In a statement released yesterday, the NSHR urged Chief Justice Peter Shivute to promptly order a separate trial in the marathon Caprivi treason trial to ensure that no evidence before the High Court has been tainted through coercive means, including torture and other ill treatment.

"Such action would greatly enhance the image of the Namibian judiciary in the eyes of the international community," the rights group said.

It proposed that the trial take place before the resumption of the main treason trial in the High Court on January 17.

"Despite the compelling evidence that torture and ill treatment have been extensively used against both suspects and certain witnesses, magistrates, judges, prosecutors and defence lawyers have, in our opinion, dismally failed in their obligation to ensure that allegations of torture and ill treatment of suspects during pre-trial interrogations and or custody have been promptly and effectively investigated", said ya Nangoloh.

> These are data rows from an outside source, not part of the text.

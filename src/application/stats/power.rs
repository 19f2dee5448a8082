// Power quality - Supply rail mean, ripple, stability and worst deviation
use super::format::fixed;
use super::{div_positive, finite, max_of, mean, min_of, std_deviation};
use crate::domain::analysis::{DisplayItem, PowerQuality, PowerQualityStats, Section};
use crate::domain::battery::DataPoint;

pub fn compute(points: &[DataPoint]) -> PowerQualityStats {
    let voltages: Vec<f64> = finite(points.iter().map(|p| p.power_voltage))
        .into_iter()
        .filter(|v| *v > 0.0)
        .collect();

    if voltages.is_empty() {
        return PowerQualityStats::default();
    }

    let average = mean(&voltages);
    let std_dev = std_deviation(&voltages, average);
    let max_deviation = (max_of(&voltages) - average).max(average - min_of(&voltages));
    let stability = div_positive(average - std_dev, average) * 100.0;

    PowerQualityStats {
        samples: voltages.len(),
        average_voltage: average,
        std_deviation: std_dev,
        ripple_mv: std_dev * 1000.0,
        stability_percent: stability.max(0.0),
        max_deviation_mv: max_deviation * 1000.0,
    }
}

pub fn summarize(stats: &PowerQualityStats) -> PowerQuality {
    if stats.samples == 0 {
        return PowerQuality {
            average_power_voltage: "0".to_string(),
            power_ripple: "0".to_string(),
            power_stability: "0".to_string(),
            max_deviation: "0".to_string(),
        };
    }

    PowerQuality {
        average_power_voltage: fixed(stats.average_voltage, 2),
        power_ripple: fixed(stats.ripple_mv, 0),
        power_stability: fixed(stats.stability_percent, 1),
        max_deviation: fixed(stats.max_deviation_mv, 0),
    }
}

fn items(quality: &PowerQuality) -> Vec<DisplayItem> {
    vec![
        DisplayItem::new(
            "averagePowerVoltage",
            "Напряжение БП среднее",
            format!("{} В", quality.average_power_voltage),
        ),
        DisplayItem::new("powerRipple", "Пульсации БП", format!("± {} мВ", quality.power_ripple)),
        DisplayItem::new("powerStability", "Стабильность БП", format!("{} %", quality.power_stability)),
        DisplayItem::new("maxDeviation", "Максимальное отклонение", format!("{} мВ", quality.max_deviation)),
    ]
}

/// Items stay empty when the log carries no supply-rail readings.
pub fn section(points: &[DataPoint]) -> Section<PowerQualityStats, PowerQuality> {
    let stats = compute(points);
    let data = summarize(&stats);
    let items = if stats.samples == 0 { Vec::new() } else { items(&data) };
    Section { stats, data, items }
}

#[cfg(test)]
mod tests {
    use super::*;

    fn rail(voltages: &[f64]) -> Vec<DataPoint> {
        voltages
            .iter()
            .enumerate()
            .map(|(i, &power_voltage)| DataPoint {
                timestamp: i as i64 + 1,
                power_voltage,
                ..Default::default()
            })
            .collect()
    }

    #[test]
    fn test_power_quality() {
        let stats = compute(&rail(&[12.0, 12.2, 11.8, 12.0]));
        assert_eq!(stats.samples, 4);
        assert!((stats.average_voltage - 12.0).abs() < 1e-9);
        // sqrt(0.08 / 4)
        assert!((stats.ripple_mv - 141.421).abs() < 0.01);
        assert!((stats.max_deviation_mv - 200.0).abs() < 1e-6);

        let quality = summarize(&stats);
        assert_eq!(quality.average_power_voltage, "12.00");
        assert_eq!(quality.power_ripple, "141");
        assert_eq!(quality.power_stability, "98.8");
        assert_eq!(quality.max_deviation, "200");
    }

    #[test]
    fn test_non_positive_rail_samples_are_ignored() {
        let stats = compute(&rail(&[0.0, -1.0, 5.0, 5.0]));
        assert_eq!(stats.samples, 2);
        assert_eq!(stats.ripple_mv, 0.0);
        assert_eq!(stats.stability_percent, 100.0);
    }

    #[test]
    fn test_no_rail_readings() {
        let section = section(&rail(&[0.0, 0.0]));
        assert_eq!(section.stats, PowerQualityStats::default());
        assert_eq!(section.data.power_ripple, "0");
        assert!(section.items.is_empty());
        assert!(super::section(&[]).items.is_empty());
    }
}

He said magistrates, judges, prosecutors and defence lawyers were under an obligation to ensure that allegations of torture or ill treatment of suspects and witnesses were immediately, effectively and impartially investigated.

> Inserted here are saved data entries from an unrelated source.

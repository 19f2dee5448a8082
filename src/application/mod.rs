// Application layer - Analysis pipeline and use cases over uploaded logs
pub mod analysis_service;
pub mod parser;
pub mod phase_detector;
pub mod session_repository;
pub mod session_service;
pub mod stats;
pub mod streaming_service;
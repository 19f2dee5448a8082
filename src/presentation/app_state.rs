// Application state for HTTP handlers
use crate::application::session_service::SessionService;
use crate::application::streaming_service::StreamingAnalysisService;

#[derive(Clone)]
pub struct AppState {
    pub session_service: SessionService,
    pub streaming_service: StreamingAnalysisService,
}
//! Pipeline configuration.

use std::str::FromStr;
use std::time::Duration;

/// Error from reading or validating configuration.
#[derive(Debug, Clone, PartialEq, thiserror::Error)]
pub enum ConfigError {
    /// An environment variable held something unparsable
    #[error("invalid value for {key}: {value:?}")]
    Unparsable { key: &'static str, value: String },

    /// A value parsed but is out of range
    #[error("{0}")]
    OutOfRange(String),
}

/// Pacing for travel-time queries against the routing backend.
///
/// The backend enforces a request-rate ceiling, so candidate timing runs in
/// small batches with fixed pauses. The values here are the base delays
/// for the default load; [`RateLimit::load_factor`] scales all of them up
/// when more work is in flight.
#[derive(Debug, Clone, PartialEq)]
pub struct RateLimit {
    /// Candidates timed concurrently per batch.
    pub batch_size: usize,

    /// Pause between consecutive batches.
    pub inter_batch_delay: Duration,

    /// Pause between a candidate's two route queries.
    pub inter_query_delay: Duration,

    /// Lower bound of the random delay before a candidate's first query.
    pub jitter_min: Duration,

    /// Upper bound of the random delay before a candidate's first query.
    pub jitter_max: Duration,
}

/// Batch size the base delays are calibrated for.
const BASE_BATCH_SIZE: usize = 2;

/// Route queries per candidate the base delays are calibrated for.
pub const QUERIES_PER_CANDIDATE: usize = 2;

/// Candidate count the base delays are calibrated for.
const BASE_CANDIDATE_COUNT: usize = 10;

impl RateLimit {
    /// No pacing at all. Only useful against fakes.
    pub fn none() -> Self {
        Self {
            batch_size: BASE_BATCH_SIZE,
            inter_batch_delay: Duration::ZERO,
            inter_query_delay: Duration::ZERO,
            jitter_min: Duration::ZERO,
            jitter_max: Duration::ZERO,
        }
    }

    /// Multiplier applied to every delay for a given amount of work.
    ///
    /// Each term is the ratio of the actual value to its calibrated value,
    /// floored at 1, so the base delays are a floor. Eleven candidates
    /// instead of ten stretch every delay by 10%.
    pub fn load_factor(&self, candidate_count: usize, queries_per_candidate: usize) -> f64 {
        let (num, den) = self.load_ratio(candidate_count, queries_per_candidate);
        num as f64 / den as f64
    }

    /// Delays scaled for the given workload.
    ///
    /// Scaling is done in exact integer nanoseconds.
    pub fn scaled(&self, candidate_count: usize, queries_per_candidate: usize) -> Self {
        let (num, den) = self.load_ratio(candidate_count, queries_per_candidate);
        let scale = |delay: Duration| {
            let nanos = delay.as_nanos().saturating_mul(num) / den;
            Duration::from_nanos(u64::try_from(nanos).unwrap_or(u64::MAX))
        };
        Self {
            batch_size: self.batch_size,
            inter_batch_delay: scale(self.inter_batch_delay),
            inter_query_delay: scale(self.inter_query_delay),
            jitter_min: scale(self.jitter_min),
            jitter_max: scale(self.jitter_max),
        }
    }

    /// Load factor as a fraction `num / den`.
    fn load_ratio(&self, candidate_count: usize, queries_per_candidate: usize) -> (u128, u128) {
        let term = |actual: usize, base: usize| actual.max(base) as u128;
        let num = term(self.batch_size, BASE_BATCH_SIZE)
            .saturating_mul(term(queries_per_candidate, QUERIES_PER_CANDIDATE))
            .saturating_mul(term(candidate_count, BASE_CANDIDATE_COUNT));
        let den = (BASE_BATCH_SIZE * QUERIES_PER_CANDIDATE * BASE_CANDIDATE_COUNT) as u128;
        (num, den)
    }
}

impl Default for RateLimit {
    fn default() -> Self {
        Self {
            batch_size: BASE_BATCH_SIZE,
            inter_batch_delay: Duration::from_millis(800),
            inter_query_delay: Duration::from_millis(300),
            jitter_min: Duration::from_millis(100),
            jitter_max: Duration::from_millis(200),
        }
    }
}

/// Configuration parameters for a meeting-point search.
#[derive(Debug, Clone, PartialEq)]
pub struct PipelineConfig {
    /// How strongly unequal legs are penalised, in `[0, 1]`.
    pub balance_weight: f64,

    /// Maximum number of recommendations returned.
    pub max_results: usize,

    /// Radius of the nearby search around the midpoint (metres).
    pub search_radius_m: u32,

    /// Candidates kept after pruning; bounds the routing queries issued.
    pub max_candidates: usize,

    /// Radius of the nearby searches around each endpoint (metres).
    pub endpoint_radius_m: u32,

    /// Pacing of travel-time queries.
    pub rate_limit: RateLimit,

    /// Time limit for each address resolution.
    pub geocode_timeout: Duration,

    /// Time limit for each route query.
    pub route_timeout: Duration,

    /// Time limit for each nearby-station search.
    pub nearby_timeout: Duration,
}

impl PipelineConfig {
    /// Defaults overridden by `BALANCE_WEIGHT`, `MAX_RESULTS`,
    /// `SEARCH_RADIUS` and `MAX_CANDIDATES` from the environment.
    pub fn from_env() -> Result<Self, ConfigError> {
        Self::from_lookup(|key| std::env::var(key).ok())
    }

    /// Same as [`PipelineConfig::from_env`] with an arbitrary variable source.
    pub fn from_lookup(lookup: impl Fn(&str) -> Option<String>) -> Result<Self, ConfigError> {
        let mut config = Self::default();

        if let Some(v) = parse_var(&lookup, "BALANCE_WEIGHT")? {
            config.balance_weight = v;
        }
        if let Some(v) = parse_var(&lookup, "MAX_RESULTS")? {
            config.max_results = v;
        }
        if let Some(v) = parse_var(&lookup, "SEARCH_RADIUS")? {
            config.search_radius_m = v;
        }
        if let Some(v) = parse_var(&lookup, "MAX_CANDIDATES")? {
            config.max_candidates = v;
        }

        config.validate()?;
        Ok(config)
    }

    /// Set the balance weight.
    pub fn with_balance_weight(mut self, weight: f64) -> Self {
        self.balance_weight = weight;
        self
    }

    /// Set the maximum number of recommendations.
    pub fn with_max_results(mut self, n: usize) -> Self {
        self.max_results = n;
        self
    }

    /// Set the maximum number of candidates kept after pruning.
    pub fn with_max_candidates(mut self, n: usize) -> Self {
        self.max_candidates = n;
        self
    }

    /// Set the query pacing.
    pub fn with_rate_limit(mut self, rate_limit: RateLimit) -> Self {
        self.rate_limit = rate_limit;
        self
    }

    /// Check every field is in range.
    pub fn validate(&self) -> Result<(), ConfigError> {
        if !(0.0..=1.0).contains(&self.balance_weight) {
            return Err(ConfigError::OutOfRange(format!(
                "balance weight must be between 0 and 1, got {}",
                self.balance_weight
            )));
        }
        if self.max_results == 0 {
            return Err(ConfigError::OutOfRange(
                "max results must be at least 1".to_string(),
            ));
        }
        if self.max_candidates == 0 {
            return Err(ConfigError::OutOfRange(
                "max candidates must be at least 1".to_string(),
            ));
        }
        if self.search_radius_m == 0 || self.endpoint_radius_m == 0 {
            return Err(ConfigError::OutOfRange(
                "search radii must be positive".to_string(),
            ));
        }
        if self.rate_limit.batch_size == 0 {
            return Err(ConfigError::OutOfRange(
                "batch size must be at least 1".to_string(),
            ));
        }
        if self.rate_limit.jitter_min > self.rate_limit.jitter_max {
            return Err(ConfigError::OutOfRange(
                "jitter minimum exceeds maximum".to_string(),
            ));
        }
        Ok(())
    }
}

impl Default for PipelineConfig {
    fn default() -> Self {
        Self {
            balance_weight: 0.3,
            max_results: 5,
            search_radius_m: 3000,
            max_candidates: 10,
            endpoint_radius_m: 2000,
            rate_limit: RateLimit::default(),
            geocode_timeout: Duration::from_secs(10),
            route_timeout: Duration::from_secs(15),
            nearby_timeout: Duration::from_secs(10),
        }
    }
}

fn parse_var<T: FromStr>(
    lookup: &impl Fn(&str) -> Option<String>,
    key: &'static str,
) -> Result<Option<T>, ConfigError> {
    match lookup(key) {
        None => Ok(None),
        Some(raw) if raw.trim().is_empty() => Ok(None),
        Some(raw) => raw
            .trim()
            .parse()
            .map(Some)
            .map_err(|_| ConfigError::Unparsable { key, value: raw }),
    }
}
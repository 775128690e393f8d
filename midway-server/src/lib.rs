//! Meeting-point server.
//!
//! A web application that answers: "we're starting from two different
//! addresses, which subway station should we meet at so neither of us
//! travels much longer than the other?"

pub mod amap;
pub mod cache;
pub mod domain;
pub mod planner;
pub mod provider;
pub mod web;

They needed to ensure that all evidence obtained through torture or ill treatment was rendered impermissible, the perpetrators prosecuted and punished and victims justly compensated.

"Hence, we firmly believe that as our supreme judicial officer, Chief Justice Shivute, has, under both national and international law, a compelling obligation to order or cause to be ordered a separate trial to ensure that the doctrines of the absolute prohibition of torture and the exclusionary rule are upheld and the rule of law complied with," ya Nangoloh said.

He said allowing the treason trial to go ahead without first ascertaining that the evidence of witnesses and suspects had not been tainted through torture or other atrocious treatment constituted "an impermissible and momentous travesty of justice which should not stand".

The Office of the Prosecutor General earlier decided that "the more serious charges" of high treason must first be dealt with before the torture charges levelled against law enforcement officials were handled.

Virtually all the 132 Caprivi treason suspects have on several occasions demonstrated that they have been subjected to torture or other cruel treatment during interrogation and even thereafter.

"It is our firm belief that the high treason trial is procedurally flawed and very urgent corrective measures must be instituted before it is too late.

To put the torture investigation on the back burner is, in our opinion, as preposterous as putting the cart before the horses," said NSHR spokesperson Dorkas Phillemon.